We are using Project 2003. Managed time periods.
We have a project where the PM has to do this manual "uncheck" weekly --
Tasks keep getting flagged as "milestone", the PM does not want them to be
milestones! These are completed tasks that have 0 duration and 100% complete,
but were completed months ago.

How do we prevent this -- or is this just the way it works and we'll have to
live with it?
 
J

Jan De Messemaeker

Hi,

Have you tried Task Information, advanced, check out "Mark task as
Milestone"?
I don't think Server will modify that setting.
HTH
 
D

davegb

Jan said:
Hi,

Have you tried Task Information, advanced, check out "Mark task as
Milestone"?
I don't think Server will modify that setting.
HTH

--
Jan De Messemaeker
Microsoft Project MVP
+32 495 300 620
http://users.online.be/prom-ade

Think about it. If the task "was completed months ago", how could it
have zero duration? Did someone complete it instataneously? How did
they do that?

Remember that Project tries to follow some sort of "best practices"
with regard to scheduling. It's way more flexible that way than some of
us would like. It leaves it open for inexperienced users to cobble up
nearly meaningless schedules and then wonder why it's not working for
them. One of the "best practices" that MS sort of enforces is that a
milestone is a zero duration task, a marker in your schedule. In fact,
as Jan pointed out, Project will let you create a milestone with a
duration greater than zero. If I'd had any say in it's design, it
wouldn't do that! It's not good practice.
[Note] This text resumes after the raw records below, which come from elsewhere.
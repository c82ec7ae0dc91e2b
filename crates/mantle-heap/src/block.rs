//! Header-prefixed off-heap blocks.
//!
//! Every block is allocated with a 16-byte header ahead of the payload; the
//! header records the payload size so [`free`] can reconstruct the
//! allocation [`Layout`] from the address alone, without a lock-protected
//! side table. The returned address points at the payload, which is always
//! 16-byte aligned.
//!
//! ```text
//! base                      base + HEADER_SIZE
//! │ payload size (usize) ┆… │ payload bytes …        │
//! └──────── header ────────┴──── returned RawAddr ───┘
//! ```

use std::alloc::{self, Layout};
use std::ptr;

use mantle_core::error::AllocError;
use mantle_core::RawAddr;

use crate::stats;

/// Alignment of every block payload. Covers all scalar widths and any type
/// with alignment up to 16.
pub const BLOCK_ALIGN: usize = 16;

/// Bytes reserved ahead of the payload for the size header.
const HEADER_SIZE: usize = 16;

/// Compute the backing layout for a payload of `bytes`, validating size.
fn block_layout(bytes: usize) -> Result<Layout, AllocError> {
    if bytes == 0 {
        return Err(AllocError::InvalidSize { requested: bytes });
    }
    let total = bytes
        .checked_add(HEADER_SIZE)
        .filter(|&t| t <= isize::MAX as usize)
        .ok_or(AllocError::InvalidSize { requested: bytes })?;
    Layout::from_size_align(total, BLOCK_ALIGN)
        .map_err(|_| AllocError::InvalidSize { requested: bytes })
}

fn finish_allocation(base: *mut u8, bytes: usize) -> Result<RawAddr, AllocError> {
    if base.is_null() {
        return Err(AllocError::OutOfMemory { requested: bytes });
    }
    // SAFETY: base is a live allocation of at least HEADER_SIZE bytes,
    // aligned to BLOCK_ALIGN, so the header slot is in bounds and aligned.
    unsafe { base.cast::<usize>().write(bytes) };
    stats::record_alloc(bytes);
    Ok(RawAddr::from_ptr(base).offset(HEADER_SIZE))
}

/// Allocate `bytes` of uninitialized off-heap memory.
///
/// The returned address is aligned to [`BLOCK_ALIGN`] and remains valid
/// until the matching [`free`]. The payload contents are indeterminate.
///
/// Errors with [`AllocError::InvalidSize`] for a zero-byte request or one
/// beyond the allocator's ceiling, and [`AllocError::OutOfMemory`] when the
/// global allocator returns no memory.
pub fn allocate(bytes: usize) -> Result<RawAddr, AllocError> {
    let layout = block_layout(bytes)?;
    // SAFETY: layout has non-zero size (block_layout rejects zero).
    let base = unsafe { alloc::alloc(layout) };
    finish_allocation(base, bytes)
}

/// Allocate `bytes` of zero-filled off-heap memory.
///
/// Same contract as [`allocate`], with the payload guaranteed zeroed.
pub fn allocate_zeroed(bytes: usize) -> Result<RawAddr, AllocError> {
    let layout = block_layout(bytes)?;
    // SAFETY: layout has non-zero size (block_layout rejects zero).
    let base = unsafe { alloc::alloc_zeroed(layout) };
    finish_allocation(base, bytes)
}

/// Release a block previously returned by [`allocate`] or
/// [`allocate_zeroed`].
///
/// # Safety
///
/// `addr` must have been returned by this facility's allocation functions
/// and must not have been freed already. Freeing a foreign address or
/// double-freeing is undefined behavior. After this call every read, write,
/// or atomic operation against the block is use-after-free.
pub unsafe fn free(addr: RawAddr) {
    let base = (addr.0 - HEADER_SIZE) as *mut u8;
    // SAFETY: per the caller contract, base points at the header of a live
    // block, so the size written at allocation time is readable.
    let bytes = unsafe { base.cast::<usize>().read() };
    // SAFETY: the same arithmetic produced this layout at allocation time;
    // block_layout validated it then.
    let layout = unsafe { Layout::from_size_align_unchecked(bytes + HEADER_SIZE, BLOCK_ALIGN) };
    stats::record_free(bytes);
    // SAFETY: base/layout match the original allocation exactly.
    unsafe { alloc::dealloc(base, layout) };
}

/// Payload size in bytes of a live block.
///
/// # Safety
///
/// `addr` must name a live allocation from this facility. Reading the
/// header of a freed or foreign address is undefined behavior.
pub unsafe fn allocated_size(addr: RawAddr) -> usize {
    // SAFETY: per the caller contract, the header precedes the payload.
    unsafe { ((addr.0 - HEADER_SIZE) as *const usize).read() }
}

/// Fill `bytes` bytes starting at `addr` with `value`.
///
/// # Safety
///
/// The region `[addr, addr + bytes)` must lie entirely within a live
/// allocation from this facility, and no other thread may access it
/// concurrently without synchronization.
pub unsafe fn set_memory(addr: RawAddr, bytes: usize, value: u8) {
    // SAFETY: region validity is the caller's contract.
    unsafe { ptr::write_bytes(addr.as_mut_ptr::<u8>(), value, bytes) };
}

/// Copy `bytes` bytes from `src` to `dst`.
///
/// # Safety
///
/// Both regions must lie within live allocations and must not overlap —
/// the underlying primitive gives no overlap-safe guarantee, so an
/// overlapping copy is undefined behavior, matching the facility contract.
/// Concurrent unsynchronized access to either region is likewise undefined.
pub unsafe fn copy_memory(src: RawAddr, dst: RawAddr, bytes: usize) {
    // SAFETY: region validity and non-overlap are the caller's contract.
    unsafe { ptr::copy_nonoverlapping(src.as_ptr::<u8>(), dst.as_mut_ptr::<u8>(), bytes) };
}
Having the capability to have
non-milestones with zero duration is counter to scheduling practice.
Scheduling is actually a "discipline", meaning it has rules that apply
universally. If someone redefined the laws of physics and said
"F=1/2ma" instead of "F=ma", everyone would call them a nutcase. It's
not that way because Newton liked "F=ma" better, it's because he
observed it and measured it and that's why it's called a "Law". It's
what works in the real world. Physics is a discipline. So is
scheduling. And in that discipline called "scheduling", a zero duration
task is a milestone, by definition.

Hope this helps in your world.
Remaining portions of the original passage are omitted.